Major museums and attractions will be open on Easter Sunday, and Monday. However, many shops and restaurants are closed.

Good news! Most of the major attractions will be open on Easter. This includes the Colosseum, Doge’s Palace, and Uffizi in Florence. However, the Uffizi closes every Monday including Easter Monday. The Vatican is an exception, with its museums, including the Sistine Chapel, closing on Sunday and Monday.

Many small, family-run restaurants and shops will close due to the fact that so many Italians are on Easter weekend vacation. You should book your Sunday and Monday meals as soon as you can, because the few good restaurants will be booked up.

Many religious festivals and processions will take place, even in small towns.

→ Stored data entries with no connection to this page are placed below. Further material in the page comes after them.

use crate::{
    model::feedback::FeedbackStatus,
    server::{
        error::AppError, model::feedback::CreateFeedbackParam,
        service::feedback::FeedbackService,
    },
};
use test_utils::{builder::TestBuilder, factory};

/// Tests submitting a ticket.
///
/// Expected: Ok with an OPEN ticket
#[tokio::test]
async fn submits_open_ticket() -> Result<(), AppError> {
    let test = TestBuilder::new()
        .with_table(entity::prelude::Feedback)
        .build()
        .await
        .unwrap();
    let db = test.db.as_ref().unwrap();

    let feedback = FeedbackService::new(db)
        .submit(CreateFeedbackParam::new(42, "Bug", "The bot fell over"))
        .await?;

    assert_eq!(feedback.status, FeedbackStatus::Open);
    assert_eq!(feedback.discord_id, 42);

    Ok(())
}

/// Tests submitting a ticket with an empty title.
///
/// Expected: Err(BadRequest) and nothing stored
#[tokio::test]
async fn rejects_empty_title() -> Result<(), AppError> {
    let test = TestBuilder::new()
        .with_table(entity::prelude::Feedback)
        .build()
        .await
        .unwrap();
    let db = test.db.as_ref().unwrap();

    let service = FeedbackService::new(db);
    let result = service
        .submit(CreateFeedbackParam::new(42, "   ", "Content"))
        .await;

    assert!(matches!(result, Err(AppError::BadRequest(_))));
    assert!(service.get_all_by_author(42).await?.is_empty());

    Ok(())
}

/// Tests an allowed transition.
///
/// Expected: Ok with the new status
#[tokio::test]
async fn applies_allowed_transition() -> Result<(), AppError> {
    let test = TestBuilder::new()
        .with_table(entity::prelude::Feedback)
        .build()
        .await
        .unwrap();
    let db = test.db.as_ref().unwrap();

    let feedback = factory::feedback::FeedbackFactory::new(db, "42")
        .status("ACKNOWLEDGED")
        .build()
        .await?;

    let updated = FeedbackService::new(db)
        .update_status(&feedback.id, FeedbackStatus::Accepted)
        .await?;

    assert_eq!(updated.status, FeedbackStatus::Accepted);

    Ok(())
}

/// Tests a transition the status table does not allow.
///
/// Expected: Err(Conflict) and the stored status unchanged
#[tokio::test]
async fn rejects_invalid_transition() -> Result<(), AppError> {
    let test = TestBuilder::new()
        .with_table(entity::prelude::Feedback)
        .build()
        .await
        .unwrap();
    let db = test.db.as_ref().unwrap();

    let feedback = factory::create_feedback(db, "42").await?;

    let service = FeedbackService::new(db);
    let result = service
        .update_status(&feedback.id, FeedbackStatus::Resolved)
        .await;

    assert!(matches!(result, Err(AppError::Conflict(_))));
    assert_eq!(service.get(&feedback.id).await?.status, FeedbackStatus::Open);

    Ok(())
}

/// Tests transitioning a ticket to its current status.
///
/// Expected: Err(Conflict)
#[tokio::test]
async fn rejects_transition_to_same_status() -> Result<(), AppError> {
    let test = TestBuilder::new()
        .with_table(entity::prelude::Feedback)
        .build()
        .await
        .unwrap();
    let db = test.db.as_ref().unwrap();

    let feedback = factory::create_feedback(db, "42").await?;

    let result = FeedbackService::new(db)
        .update_status(&feedback.id, FeedbackStatus::Open)
        .await;

    assert!(matches!(result, Err(AppError::Conflict(_))));

    Ok(())
}

/// Tests that terminal tickets can not move.
///
/// Expected: Err(Conflict) for every status
#[tokio::test]
async fn terminal_ticket_is_frozen() -> Result<(), AppError> {
    let test = TestBuilder::new()
        .with_table(entity::prelude::Feedback)
        .build()
        .await
        .unwrap();
    let db = test.db.as_ref().unwrap();

    let feedback = factory::feedback::FeedbackFactory::new(db, "42")
        .status("REJECTED")
        .build()
        .await?;

    let service = FeedbackService::new(db);
    for status in FeedbackStatus::ALL {
        let result = service.update_status(&feedback.id, status).await;
        assert!(matches!(result, Err(AppError::Conflict(_))));
    }

    Ok(())
}

/// Tests viewing another user's ticket.
///
/// Expected: NotFound for a stranger, Ok for the author and for an owner
#[tokio::test]
async fn only_author_or_owner_can_view() -> Result<(), AppError> {
    let test = TestBuilder::new()
        .with_table(entity::prelude::Feedback)
        .build()
        .await
        .unwrap();
    let db = test.db.as_ref().unwrap();

    let feedback = factory::create_feedback(db, "42").await?;
    let service = FeedbackService::new(db);

    let stranger = service.get_for_viewer(&feedback.id, 7, false).await;
    assert!(matches!(stranger, Err(AppError::NotFound(_))));

    assert!(service.get_for_viewer(&feedback.id, 42, false).await.is_ok());
    assert!(service.get_for_viewer(&feedback.id, 7, true).await.is_ok());

    Ok(())
}

/// Tests deleting with a malformed ID.
///
/// Expected: Err(BadRequest)
#[tokio::test]
async fn delete_rejects_malformed_id() -> Result<(), AppError> {
    let test = TestBuilder::new()
        .with_table(entity::prelude::Feedback)
        .build()
        .await
        .unwrap();
    let db = test.db.as_ref().unwrap();

    let result = FeedbackService::new(db).delete("not-an-id").await;

    assert!(matches!(result, Err(AppError::BadRequest(_))));

    Ok(())
}

/// Tests deleting a well formed ID that does not exist, then an existing ticket.
///
/// Expected: Err(NotFound) then Ok
#[tokio::test]
async fn delete_by_valid_id() -> Result<(), AppError> {
    let test = TestBuilder::new()
        .with_table(entity::prelude::Feedback)
        .build()
        .await
        .unwrap();
    let db = test.db.as_ref().unwrap();

    let service = FeedbackService::new(db);
    let missing = service.delete("V1StGXR8_Z5jdHi6B-myT").await;
    assert!(matches!(missing, Err(AppError::NotFound(_))));

    let feedback = factory::create_feedback(db, "42").await?;
    service.delete(&feedback.id).await?;

    assert!(matches!(
        service.get(&feedback.id).await,
        Err(AppError::NotFound(_))
    ));

    Ok(())
}

/// Tests the recent ticket listing limit.
///
/// Expected: at most ten tickets
#[tokio::test]
async fn recent_tickets_are_limited() -> Result<(), AppError> {
    let test = TestBuilder::new()
        .with_table(entity::prelude::Feedback)
        .build()
        .await
        .unwrap();
    let db = test.db.as_ref().unwrap();

    for _ in 0..12 {
        factory::create_feedback(db, "42").await?;
    }

    let recent = FeedbackService::new(db).get_recent_by_author(42).await?;

    assert_eq!(recent.len(), 10);

    Ok(())
}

Easter is a wonderful time to explore the culture and traditions of Italy. A procession that winds through small towns with everyone involved is something you don’t need to experience if you are not Catholic.

Easter sweets and traditional Easter dishes will be featured on the menus of restaurants and bakeries.

It’s the lamb that is Italy’s most important Easter food tradition. It comes in two varieties. The first is grilled lamb (abbacchio), and it will be found on almost every Italian restaurant’s menu. Almond paste is the second! Yep, that’s right. A little lamb made from marzipan can be found in Sicily and other Sicilian bakeries.

A marzipan lamb is not the only Easter sweet that you will find. These chocolate eggs are very popular, especially when they’re hollow and have a prize inside. A cake called Colomba da Pasqua is also a cake that looks like a dove, and it’s known as Colomba di Pasqua. It’s a wonderful time to be in Italy, but also to eat in Italy.

Do you want to celebrate Easter like an Italian? Picnic on Pasquetta

Despite the expression “Natale coni tuoi. Pasqua con chi vuoi”, Easter Sunday is often spent with loved ones, and Easter Monday (or “Pasquetta”) is with friends.

Most Italians will attempt to leave town if they aren’t on vacation. They may even plan to have a picnic with large groups of friends.